Alstom: GE and French state agree to work on new offer
- Published
The bid battle for France's Alstom has shifted in favour of General Electric.
France's economy minister Arnaud Montebourg said that neither the GE bid, nor a joint Siemens-Mitsubishi Heavy Industries offer, met the government's demands.
But the government had chosen to work on a new GE bid that would involve the French state buying a stake in Alstom.
"The Siemens-MHI offer was serious but the government has made up its mind," Mr Montebourg told a news conference.
The new deal being worked on with GE would mean the French state buying a 20% stake in Alstom from main shareholder Bouygues.
He said that key decision-making centres of the Alstom group would remain in France, a key issue for the French government, which insists that any takeover should preserve jobs.
Alstom has been at the centre of a bid battle for several months after Francois Hollande's government objected to the US company buying one of the jewels of French engineering.
After talks with the government, Siemens and Mitsubishi raised their offer to buy Alstom, increasing the cash component of their bid by 1.2bn euros to 8.2bn euros (£6.6bn; $11.2bn).
The improved offer raises the valuation of Alstom's energy business by 400m euros to 14.6bn euros.

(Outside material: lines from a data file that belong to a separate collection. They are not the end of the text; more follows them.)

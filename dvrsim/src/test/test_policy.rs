// DvrSim: Distance-Vector Routing Simulator
// Copyright (C) 2021  Tibor Schneider
//
// This program is free software; you can redistribute it and/or modify
// it under the terms of the GNU General Public License as published by
// the Free Software Foundation; either version 2 of the License, or
// (at your option) any later version.
//
// This program is distributed in the hope that it will be useful,
// but WITHOUT ANY WARRANTY; without even the implied warranty of
// MERCHANTABILITY or FITNESS FOR A PARTICULAR PURPOSE.  See the
// GNU General Public License for more details.
//
// You should have received a copy of the GNU General Public License along
// with this program; if not, write to the Free Software Foundation, Inc.,
// 51 Franklin Street, Fifth Floor, Boston, MA 02110-1301 USA.

use crate::example_networks::*;
use crate::netsim::Cost::{Finite, Infinite};
use crate::netsim::{Network, Policy, SimulationContext};

/// Seed the line `1 -- 2 -- 3`, and perform `rounds` rounds of propagation.
fn line_after(policy: Policy, rounds: usize) -> (Network, SimulationContext) {
    let mut net = LineNet::net(3);
    let mut ctx = SimulationContext::new(&net);
    net.seed_routing_tables();
    for _ in 0..rounds {
        policy.propagate(&mut net, &mut ctx).unwrap();
        net.update_coordinates(&mut ctx);
    }
    (net, ctx)
}

#[test]
fn test_advertisement() {
    for policy in Policy::ALL.iter() {
        assert_eq!(policy.advertisement(Finite(3), 2, false), Some(Finite(5)));
        assert_eq!(policy.advertisement(Infinite, 2, false), Some(Infinite));
    }
    assert_eq!(Policy::Basic.advertisement(Finite(3), 2, true), Some(Finite(5)));
    assert_eq!(Policy::SplitHorizon.advertisement(Finite(3), 2, true), None);
    assert_eq!(Policy::SplitHorizonPoisonReverse.advertisement(Finite(3), 2, true), Some(Infinite));
}

#[test]
fn test_policy_names() {
    assert_eq!(Policy::Basic.name(), "basic");
    assert_eq!(Policy::SplitHorizon.to_string(), "split-horizon");
    assert_eq!(Policy::SplitHorizonPoisonReverse.name(), "split-horizon-with-poison-reverse");
}

#[test]
fn test_first_round() {
    for policy in Policy::ALL.iter() {
        let (net, ctx) = line_after(*policy, 1);

        let t1 = net.get_routing_table(1).unwrap();
        assert_eq!(t1.get_cost(3, 2), Some(Finite(2)));
        assert_eq!(t1.get_hop_count(3, 2), 2);
        assert_eq!(t1.get_next_hop(3), Some(2));
        let t3 = net.get_routing_table(3).unwrap();
        assert_eq!(t3.get_cost(1, 2), Some(Finite(2)));
        assert_eq!(t3.get_next_hop(1), Some(2));

        // router 2 has nothing new to learn
        let t2 = net.get_routing_table(2).unwrap();
        assert_eq!(t2.get_cost(3, 1), None);
        assert_eq!(t2.get_cost(1, 3), None);

        assert!(ctx.is_dirty(1));
        assert!(!ctx.is_dirty(2));
        assert!(ctx.is_dirty(3));
    }
}

#[test]
fn test_advertise_from_frozen_table() {
    let mut net = LineNet::net(4);
    let mut ctx = SimulationContext::new(&net);
    net.seed_routing_tables();

    assert!(Policy::Basic.propagate(&mut net, &mut ctx).unwrap());

    // router 2 learns about 4 in this round, but router 1 only sees the previous state of 2
    assert_eq!(net.get_routing_table(2).unwrap().get_cost(4, 3), Some(Finite(2)));
    let t1 = net.get_routing_table(1).unwrap();
    for via in 1..=4 {
        assert_eq!(t1.get_cost(4, via), None);
    }
    let t4 = net.get_routing_table(4).unwrap();
    for via in 1..=4 {
        assert_eq!(t4.get_cost(1, via), None);
    }
}

#[test]
fn test_route_back_to_neighbor() {
    // in the second round, router 1 advertises its route towards 3 back to 2.
    let (net, _) = line_after(Policy::Basic, 2);
    let t2 = net.get_routing_table(2).unwrap();
    assert_eq!(t2.get_cost(3, 1), Some(Finite(3)));
    assert_eq!(t2.get_hop_count(3, 1), 3);
    assert_eq!(t2.get_next_hop(3), Some(3));

    let (net, _) = line_after(Policy::SplitHorizon, 2);
    assert_eq!(net.get_routing_table(2).unwrap().get_cost(3, 1), None);

    let (net, _) = line_after(Policy::SplitHorizonPoisonReverse, 2);
    let t2 = net.get_routing_table(2).unwrap();
    assert_eq!(t2.get_cost(3, 1), Some(Infinite));
    assert_eq!(t2.get_hop_count(3, 1), 3);
    assert_eq!(t2.get_next_hop(3), Some(3));
}

#[test]
fn test_clean_routers_stay_silent() {
    let mut net = LineNet::net(3);
    let mut ctx = SimulationContext::new(&net);
    net.seed_routing_tables();
    for r in 1..=3 {
        ctx.set_dirty(r, false);
    }
    assert!(!Policy::Basic.propagate(&mut net, &mut ctx).unwrap());
    assert_eq!(net.get_routing_table(1).unwrap().get_cost(3, 2), None);
    assert!(ctx.dirty_routers().is_empty());
}
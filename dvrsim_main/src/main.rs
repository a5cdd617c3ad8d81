// DvrSim: Distance-Vector Routing Simulator
// Copyright (C) 2021  Tibor Schneider
//
// This program is free software; you can redistribute it and/or modify
// it under the terms of the GNU General Public License as published by
// the Free Software Foundation; either version 2 of the License, or
// (at your option) any later version.
//
// This program is distributed in the hope that it will be useful,
// but WITHOUT ANY WARRANTY; without even the implied warranty of
// MERCHANTABILITY or FITNESS FOR A PARTICULAR PURPOSE.  See the
// GNU General Public License for more details.
//
// You should have received a copy of the GNU General Public License along
// with this program; if not, write to the Free Software Foundation, Inc.,
// 51 Franklin Street, Fifth Floor, Boston, MA 02110-1301 USA.

use dvrsim::input::{parse_events_file, parse_topology_file};
use dvrsim::netsim::{printer, NetworkError, Policy, Simulation};

use clap::Parser;
use log::*;
use std::error::Error;
use std::fs;
use std::path::PathBuf;
use std::str::FromStr;

fn main() -> Result<(), Box<dyn Error>> {
    // run clap
    let args = CommandLineArguments::parse();

    // initialize the env logger
    pretty_env_logger::init();

    // read the input once, every policy gets its own copy
    let net = parse_topology_file(&args.topology_file)?;
    let events = parse_events_file(&args.event_file)?;
    info!("Topology has {} routers and {} events", net.num_routers(), events.len());
    let detailed = args.verbose == Verbosity::EveryRound;

    for policy in Policy::ALL.iter() {
        info!("Simulating the {} policy", policy);
        let mut sim = Simulation::new(net.clone(), events.clone(), *policy)?;
        if detailed {
            sim = sim.with_trace();
        }

        let result = match sim.run() {
            Ok(result) => result,
            Err(e @ NetworkError::CountToInfinity { .. }) => {
                error!("Encountered a count-to-infinity instability.");
                return Err(e.into());
            }
            Err(e) => return Err(e.into()),
        };

        let filename = args.output_dir.join(printer::output_file_name(*policy, detailed));
        fs::write(&filename, printer::report(&result))?;
        info!(
            "{}: {}, written to {}",
            policy,
            printer::convergence_delay(result.delay()),
            filename.display()
        );
    }

    Ok(())
}

/// Simulate distance-vector routing with the basic algorithm, split horizon, and split horizon
/// with poison reverse. For every policy, the final routing tables and the convergence delay are
/// written to a separate file.
#[derive(Parser, Debug)]
#[clap(name = "dvrsim", author = "Tibor Schneider")]
struct CommandLineArguments {
    /// Topology file: the number of routers on the first line, then one `router router cost`
    /// link per line.
    topology_file: PathBuf,
    /// Event file: one `round router router cost` event per line, negative costs remove the link.
    event_file: PathBuf,
    /// Write the routing tables after every round (1), or only the final tables (0).
    verbose: Verbosity,
    /// Directory in which the output files are created
    #[clap(short = 'o', long, default_value = ".")]
    output_dir: PathBuf,
}

/// Level of detail of the output files
#[derive(Debug, Clone, Copy, PartialEq, Eq)]
enum Verbosity {
    FinalTable,
    EveryRound,
}

impl FromStr for Verbosity {
    type Err = String;

    fn from_str(s: &str) -> Result<Self, Self::Err> {
        match s {
            "0" => Ok(Self::FinalTable),
            "1" => Ok(Self::EveryRound),
            _ => Err(format!("verbose must be either 0 or 1, got {}", s)),
        }
    }
}
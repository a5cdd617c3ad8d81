// DvrSim: Distance-Vector Routing Simulator
// Copyright (C) 2021  Tibor Schneider
//
// This program is free software; you can redistribute it and/or modify
// it under the terms of the GNU General Public License as published by
// the Free Software Foundation; either version 2 of the License, or
// (at your option) any later version.
//
// This program is distributed in the hope that it will be useful,
// but WITHOUT ANY WARRANTY; without even the implied warranty of
// MERCHANTABILITY or FITNESS FOR A PARTICULAR PURPOSE.  See the
// GNU General Public License for more details.
//
// You should have received a copy of the GNU General Public License along
// with this program; if not, write to the Free Software Foundation, Inc.,
// 51 Franklin Street, Fifth Floor, Boston, MA 02110-1301 USA.

use crate::netsim::router::*;
use crate::netsim::Cost::{self, Finite, Infinite};

#[test]
fn test_empty_table() {
    let t = RoutingTable::new(1, 4);
    assert_eq!(t.router_id(), 1);
    assert_eq!(t.num_routers(), 4);
    for to in 1..=4 {
        assert_eq!(t.get_next_hop(to), None);
        for via in 1..=4 {
            assert_eq!(t.get_cost(to, via), None);
        }
    }
}

#[test]
fn test_set_cost_accept_rules() {
    let mut t = RoutingTable::new(1, 4);

    // nothing stored yet
    assert!(t.set_cost(3, 2, Finite(5)));
    assert_eq!(t.get_cost(3, 2), Some(Finite(5)));

    // same value is accepted, but nothing changes
    assert!(!t.set_cost(3, 2, Finite(5)));

    // better value
    assert!(t.set_cost(3, 2, Finite(4)));
    assert_eq!(t.get_cost(3, 2), Some(Finite(4)));

    // worse value over a next hop which is not selected
    assert!(!t.set_cost(3, 2, Finite(7)));
    assert_eq!(t.get_cost(3, 2), Some(Finite(4)));

    // worse value over the selected next hop
    assert!(t.update_coordinates());
    assert_eq!(t.get_next_hop(3), Some(2));
    assert!(t.set_cost(3, 2, Finite(7)));
    assert_eq!(t.get_cost(3, 2), Some(Finite(7)));
    assert!(t.set_cost(3, 2, Infinite));
    assert_eq!(t.get_cost(3, 2), Some(Infinite));
}

#[test]
fn test_set_cost_rejects_self() {
    let mut t = RoutingTable::new(2, 3);
    assert!(!t.set_cost(2, 1, Finite(1)));
    assert!(!t.set_cost(3, 2, Finite(1)));
    assert_eq!(t.get_cost(2, 1), None);
    assert_eq!(t.get_cost(3, 2), None);
}

#[test]
fn test_hop_count_untouched_by_set_cost() {
    let mut t = RoutingTable::new(1, 3);
    t.set_hop_count(3, 2, 4);
    assert!(t.set_cost(3, 2, Finite(2)));
    assert_eq!(t.get_hop_count(3, 2), 4);
}

#[test]
fn test_update_coordinates_min_cost() {
    let mut t = RoutingTable::new(1, 4);
    t.set_cost(2, 2, Finite(5));
    t.set_cost(2, 3, Finite(2));
    t.set_cost(2, 4, Finite(3));
    t.set_hop_count(2, 3, 2);

    assert!(t.update_coordinates());
    assert_eq!(t.get_next_hop(2), Some(3));
    assert_eq!(t.get_selected_cost(2), Some(Finite(2)));
    assert_eq!(t.get_selected_hop_count(2), Some(2));

    // nothing changed, second call reports no change
    assert!(!t.update_coordinates());
}

#[test]
fn test_update_coordinates_tie_break() {
    let mut t = RoutingTable::new(1, 4);
    t.set_cost(3, 4, Finite(2));
    t.set_cost(3, 2, Finite(2));
    assert!(t.update_coordinates());
    assert_eq!(t.get_next_hop(3), Some(2));

    // a finite cost always wins against infinity
    let mut t = RoutingTable::new(1, 4);
    t.set_cost(3, 2, Infinite);
    t.set_cost(3, 4, Finite(100));
    t.update_coordinates();
    assert_eq!(t.get_next_hop(3), Some(4));
}

#[test]
fn test_update_coordinates_unreachable() {
    let mut t = RoutingTable::new(1, 3);
    t.set_cost(3, 2, Finite(2));
    assert!(t.update_coordinates());

    t.set_cost_from_event(3, 2, None);
    assert!(t.update_coordinates());
    assert_eq!(t.get_next_hop(3), None);
    assert_eq!(t.get_selected_cost(3), None);
    assert_eq!(t.get_selected_hop_count(3), None);
}

#[test]
fn test_freeze() {
    let mut t = RoutingTable::new(1, 3);
    t.set_cost(2, 2, Finite(1));
    t.update_coordinates();

    let frozen = t.freeze();
    t.set_cost(3, 2, Finite(2));
    t.set_cost(2, 2, Finite(7));
    t.update_coordinates();

    assert_eq!(frozen.get_cost(3, 2), None);
    assert_eq!(frozen.get_cost(2, 2), Some(Finite(1)));
    assert_eq!(frozen.get_next_hop(3), None);
    assert_eq!(t.get_cost(2, 2), Some(Finite(7)));
    assert_eq!(t.get_next_hop(3), Some(2));
}

#[test]
fn test_cost_arithmetic() {
    assert!(Finite(5) < Infinite);
    assert!(Finite(0) < Finite(1));
    assert_eq!(Finite(2) + 3, Finite(5));
    assert_eq!(Infinite + 3, Infinite);
    assert_eq!(Finite(u32::MAX) + 1, Infinite);
    assert_eq!(Cost::from(4), Finite(4));
    assert_eq!(Infinite.finite(), None);
    assert!(Infinite.is_infinite());
    assert_eq!(Infinite.to_string(), "inf");
    assert_eq!(Finite(12).to_string(), "12");
}
// DvrSim: Distance-Vector Routing Simulator
// Copyright (C) 2021  Tibor Schneider
//
// This program is free software; you can redistribute it and/or modify
// it under the terms of the GNU General Public License as published by
// the Free Software Foundation; either version 2 of the License, or
// (at your option) any later version.
//
// This program is distributed in the hope that it will be useful,
// but WITHOUT ANY WARRANTY; without even the implied warranty of
// MERCHANTABILITY or FITNESS FOR A PARTICULAR PURPOSE.  See the
// GNU General Public License for more details.
//
// You should have received a copy of the GNU General Public License along
// with this program; if not, write to the Free Software Foundation, Inc.,
// 51 Franklin Street, Fifth Floor, Boston, MA 02110-1301 USA.

#![deny(missing_docs)]

//! # DvrSim: Distance-Vector Routing Simulator
//! This is a library for simulating distance-vector routing on a static topology, which is changed
//! by a schedule of link events, and for comparing different advertisement policies:
//!
//! - **Basic**: every router advertises all of its routes to all of its neighbors.
//! - **Split Horizon**: a route is never advertised back to the neighbor it was learned from.
//! - **Split Horizon with Poison Reverse**: a route is advertised back to the neighbor it was
//!   learned from with infinite cost.
//!
//! ## Structure
//!
//! This library is structured in the following way:
//!
//! - **[`NetSim`](netsim)**: The simulator itself. See the main structures
//!   [`Network`](netsim::Network), [`RoutingTable`](netsim::RoutingTable), and
//!   [`Simulation`](netsim::Simulation).
//!
//! - **[`Input`](input)**: Functions to read the topology and the event schedule from files.
//!
//! - **[`ExampleNetworks`](example_networks)**: Collection of prepared networks and event
//!   schedules. Some of these networks can be scaled to arbitrary size, or generated randomly.
//!
//! ## Simulation Model
//!
//! The simulation proceeds in synchronous rounds. All routers act in parallel within a round: they
//! only read the state of the previous round, and only write the state of the next round. This is
//! implemented by freezing every routing table before any table is modified in that round. The
//! simulation stops once no routing table changes anymore and all events are processed, or once
//! the hop count of some route reaches the limit (count-to-infinity).
//!
//! ## Usage
//!
//! ```
//! use dvrsim::input::{parse_events_str, parse_topology_str};
//! use dvrsim::netsim::{printer, Policy, Simulation};
//! use dvrsim::Error;
//!
//! fn main() -> Result<(), Error> {
//!     let net = parse_topology_str("3\n1 2 1\n2 3 1\n")?;
//!     let events = parse_events_str("")?;
//!
//!     for policy in Policy::ALL.iter() {
//!         let result = Simulation::new(net.clone(), events.clone(), *policy)?.run()?;
//!         println!("{}:\n{}", policy, printer::report(&result));
//!     }
//!
//!     Ok(())
//! }
//! ```

pub mod example_networks;
mod test;

mod error;
pub mod input;
pub mod netsim;

pub use error::Error;
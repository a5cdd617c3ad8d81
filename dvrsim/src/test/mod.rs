// DvrSim: Distance-Vector Routing Simulator
// Copyright (C) 2021  Tibor Schneider
//
// This program is free software; you can redistribute it and/or modify
// it under the terms of the GNU General Public License as published by
// the Free Software Foundation; either version 2 of the License, or
// (at your option) any later version.
//
// This program is distributed in the hope that it will be useful,
// but WITHOUT ANY WARRANTY; without even the implied warranty of
// MERCHANTABILITY or FITNESS FOR A PARTICULAR PURPOSE.  See the
// GNU General Public License for more details.
//
// You should have received a copy of the GNU General Public License along
// with this program; if not, write to the Free Software Foundation, Inc.,
// 51 Franklin Street, Fifth Floor, Boston, MA 02110-1301 USA.

#[cfg(test)]
mod test_input;
#[cfg(test)]
mod test_policy;
#[cfg(test)]
mod test_printer;
#[cfg(test)]
mod test_router;
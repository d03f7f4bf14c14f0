//! Provisioning run orchestration.
//!
//! Config → wrapper install → per-service { deploy, register }. Per-service
//! errors are caught at the loop boundary so one failing service never
//! blocks the rest; only config and wrapper-install errors abort the run.

use std::path::Path;

use tracing::{error, info};

use crate::{
    config::Config,
    controller::ServiceController,
    deploy::deploy_script,
    error::ProvisionError,
    registrar::{ServiceRegistrar, SettleTimings},
    wrapper::WrapperInstaller,
};

/// Outcome of one provisioning run.
#[derive(Debug, Default)]
pub struct RunReport {
    /// Services whose registration sequence ran to completion.
    pub provisioned: Vec<String>,
    /// Services that failed, with the logged reason.
    pub failed: Vec<(String, String)>,
}

impl RunReport {
    /// Number of registration sequences attempted.
    pub fn attempted(&self) -> usize {
        self.provisioned.len() + self.failed.len()
    }

    /// Whether every configured service provisioned successfully.
    pub fn all_succeeded(&self) -> bool {
        self.failed.is_empty()
    }
}

/// Drives a full provisioning run over a loaded configuration.
pub struct Provisioner<'a> {
    config: &'a Config,
    controller: &'a dyn ServiceController,
    installer: WrapperInstaller,
    timings: SettleTimings,
}

impl<'a> Provisioner<'a> {
    /// Creates a provisioner with the default wrapper target and timings.
    pub fn new(config: &'a Config, controller: &'a dyn ServiceController) -> Self {
        let installer = WrapperInstaller::new(&config.nssm_folder);
        Self::with_parts(config, controller, installer, SettleTimings::default())
    }

    /// Test constructor with explicit collaborators.
    pub fn with_parts(
        config: &'a Config,
        controller: &'a dyn ServiceController,
        installer: WrapperInstaller,
        timings: SettleTimings,
    ) -> Self {
        Self {
            config,
            controller,
            installer,
            timings,
        }
    }

    /// Runs the provisioning sequence for every configured service.
    ///
    /// The wrapper install happens exactly once, before the loop; its
    /// failure is fatal since no service can be registered without it.
    pub fn run(&self) -> Result<RunReport, ProvisionError> {
        self.installer.ensure_installed()?;

        let registrar = ServiceRegistrar::with_timings(self.controller, self.timings);
        let dest_folder = Path::new(&self.config.dest_folder);
        let mut report = RunReport::default();

        for spec in &self.config.services {
            let name = spec.service_name.as_str();
            info!("Provisioning service '{name}'...");

            match self.provision_one(&registrar, name, dest_folder, &spec.source_bat_path) {
                Ok(()) => report.provisioned.push(name.to_string()),
                Err(err) => {
                    error!("An error occurred while creating service '{name}': {err}");
                    report.failed.push((name.to_string(), err.to_string()));
                }
            }
        }

        info!(
            "Provisioning finished: {} succeeded, {} failed.",
            report.provisioned.len(),
            report.failed.len()
        );
        Ok(report)
    }

    fn provision_one(
        &self,
        registrar: &ServiceRegistrar<'_>,
        name: &str,
        dest_folder: &Path,
        source_bat_path: &str,
    ) -> Result<(), ProvisionError> {
        let deployed = deploy_script(name, Path::new(source_bat_path), dest_folder)?;
        registrar.register(name, &deployed)
    }
}
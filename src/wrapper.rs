//! Installs the service-wrapper executable into the system directory.

use std::{fs, path::PathBuf};

use tracing::{debug, info};

use crate::{
    constants::{self, WRAPPER_EXE, WRAPPER_SUBDIR_32, WRAPPER_SUBDIR_64},
    error::ProvisionError,
};

/// Architecture classes the wrapper tool ships builds for.
#[derive(Debug, Clone, Copy, PartialEq, Eq)]
pub enum HostArch {
    /// 64-bit hosts, served by the `win64` build.
    Bits64,
    /// Everything else, served by the `win32` build.
    Bits32,
}

impl HostArch {
    /// Detects the class of the current host from its pointer width.
    pub fn detect() -> Self {
        if cfg!(target_pointer_width = "64") {
            HostArch::Bits64
        } else {
            HostArch::Bits32
        }
    }

    /// Subfolder of the wrapper-tool folder holding this class's build.
    fn subdir(self) -> &'static str {
        match self {
            HostArch::Bits64 => WRAPPER_SUBDIR_64,
            HostArch::Bits32 => WRAPPER_SUBDIR_32,
        }
    }
}

/// Copies the wrapper executable into the privileged system directory once.
pub struct WrapperInstaller {
    tool_folder: PathBuf,
    system_dir: PathBuf,
    arch: HostArch,
}

impl WrapperInstaller {
    /// Creates an installer reading builds from `tool_folder` and writing to
    /// the well-known system directory.
    pub fn new(tool_folder: impl Into<PathBuf>) -> Self {
        Self {
            tool_folder: tool_folder.into(),
            system_dir: constants::system_dir(),
            arch: HostArch::detect(),
        }
    }

    /// Test constructor with an explicit system directory and architecture.
    pub fn with_target(
        tool_folder: impl Into<PathBuf>,
        system_dir: impl Into<PathBuf>,
        arch: HostArch,
    ) -> Self {
        Self {
            tool_folder: tool_folder.into(),
            system_dir: system_dir.into(),
            arch,
        }
    }

    /// Path the wrapper executable is installed at.
    pub fn installed_path(&self) -> PathBuf {
        self.system_dir.join(WRAPPER_EXE)
    }

    /// Whether the wrapper is already present at the well-known path.
    pub fn is_installed(&self) -> bool {
        self.installed_path().is_file()
    }

    /// The architecture-specific build that would be installed on this host.
    pub fn source_build(&self) -> PathBuf {
        self.tool_folder.join(self.arch.subdir()).join(WRAPPER_EXE)
    }

    /// Ensures the wrapper executable exists at the well-known system path.
    ///
    /// Idempotent: an existing install is left untouched. A copy failure is
    /// fatal for the whole run since no service can be registered without
    /// the wrapper.
    pub fn ensure_installed(&self) -> Result<PathBuf, ProvisionError> {
        let target = self.installed_path();
        if self.is_installed() {
            info!(
                "Service wrapper already installed at {:?}. Skipping installation.",
                target
            );
            return Ok(target);
        }

        let source = self.source_build();
        debug!("Selected wrapper build {:?} for {:?}", source, self.arch);

        fs::copy(&source, &target).map_err(|e| ProvisionError::WrapperInstallError {
            source_path: source.clone(),
            source: e,
        })?;

        info!("Installed service wrapper to {:?} from {:?}.", target, source);
        Ok(target)
    }
}
#[path = "common/mod.rs"]
mod common;

use std::fs;

use assert_cmd::Command;
use common::{ProvisionFixture, WRAPPER_ALWAYS_ABSENT};
use predicates::boolean::PredicateBooleanExt;
use predicates::str::contains;
use tempfile::tempdir;

fn provg() -> Command {
    Command::new(assert_cmd::cargo::cargo_bin!("provg"))
}

#[test]
fn provision_fails_when_config_missing() {
    let temp = tempdir().expect("failed to create tempdir");
    let missing = temp.path().join("nope.json");

    provg()
        .arg("provision")
        .arg("--config")
        .arg(missing.to_str().unwrap())
        .assert()
        .failure()
        .stderr(contains("Failed to read config file"));
}

#[test]
fn provision_fails_on_malformed_config() {
    let temp = tempdir().expect("failed to create tempdir");
    let config = temp.path().join("config.json");
    fs::write(&config, "{ definitely not json").unwrap();

    provg()
        .arg("provision")
        .arg("--config")
        .arg(config.to_str().unwrap())
        .assert()
        .failure()
        .stderr(contains("Invalid JSON format"));
}

#[test]
fn check_reports_declared_services() {
    let fixture = ProvisionFixture::new(WRAPPER_ALWAYS_ABSENT);
    let script = fixture.add_script("Worker1");
    fixture.write_config(&[("Worker1", &script)]);

    provg()
        .arg("check")
        .arg("--config")
        .arg(fixture.config_path().to_str().unwrap())
        .assert()
        .success()
        .stdout(contains("config ok: 1 service(s)").and(contains("Worker1")));
}

#[test]
fn check_rejects_duplicate_service_names() {
    let fixture = ProvisionFixture::new(WRAPPER_ALWAYS_ABSENT);
    let script = fixture.add_script("Worker1");
    fixture.write_config(&[("Worker1", &script), ("Worker1", &script)]);

    provg()
        .arg("check")
        .arg("--config")
        .arg(fixture.config_path().to_str().unwrap())
        .assert()
        .failure()
        .stderr(contains("duplicate service name"));
}

#[test]
fn check_does_not_install_the_wrapper() {
    let fixture = ProvisionFixture::new(WRAPPER_ALWAYS_ABSENT);
    let script = fixture.add_script("Worker1");
    fixture.write_config(&[("Worker1", &script)]);

    provg()
        .arg("check")
        .arg("--config")
        .arg(fixture.config_path().to_str().unwrap())
        .env("PROVISIONG_SYSTEM_DIR", fixture.system_dir())
        .assert()
        .success();

    assert!(
        !fixture.system_dir().join("nssm.exe").exists(),
        "check must not perform the privileged wrapper copy"
    );
    assert!(
        fs::read_dir(fixture.dest_folder()).unwrap().next().is_none(),
        "check must not deploy any script"
    );
}

#[test]
fn log_file_flag_appends_to_the_given_file() {
    let temp = tempdir().expect("failed to create tempdir");
    let missing = temp.path().join("nope.json");
    let log_file = temp.path().join("app.log");

    provg()
        .arg("--log-file")
        .arg(log_file.to_str().unwrap())
        .arg("provision")
        .arg("--config")
        .arg(missing.to_str().unwrap())
        .assert()
        .failure();

    let content = fs::read_to_string(&log_file).expect("log file should exist");
    assert!(
        content.contains("Failed to load configuration"),
        "log file should carry the error line, got: {content}"
    );
}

The move by Siemens and Mitsubishi came just a day after GE sweetened its offer.
On Thursday, GE proposed creating a joint venture with the firm's nuclear and energy businesses and to sell its profitable rail signalling business to Alstom.
However, it did not increase its $17bn bid, external.
Alstom, which feels that its energy businesses - which range from wind power to turbines for nuclear reactors - is not large enough to compete globally, originally approached GE.
When the government learned of the advanced talks to sell the power business, it objected on the grounds that jobs and decision-making could be lost and encouraged Germany's Siemens to make a counter offer, hoping that a Siemens-Alstom tie-up would create a global-scale European group.
Siemens then linked up with Mitsubishi to present a rival offer.
Alstom, which employs 18,000 people in France out of a total 90,000 worldwide, is an important issue for the French president, who is battling to reduce a huge trade deficit, record unemployment and whose approval ratings have dropped to record lows.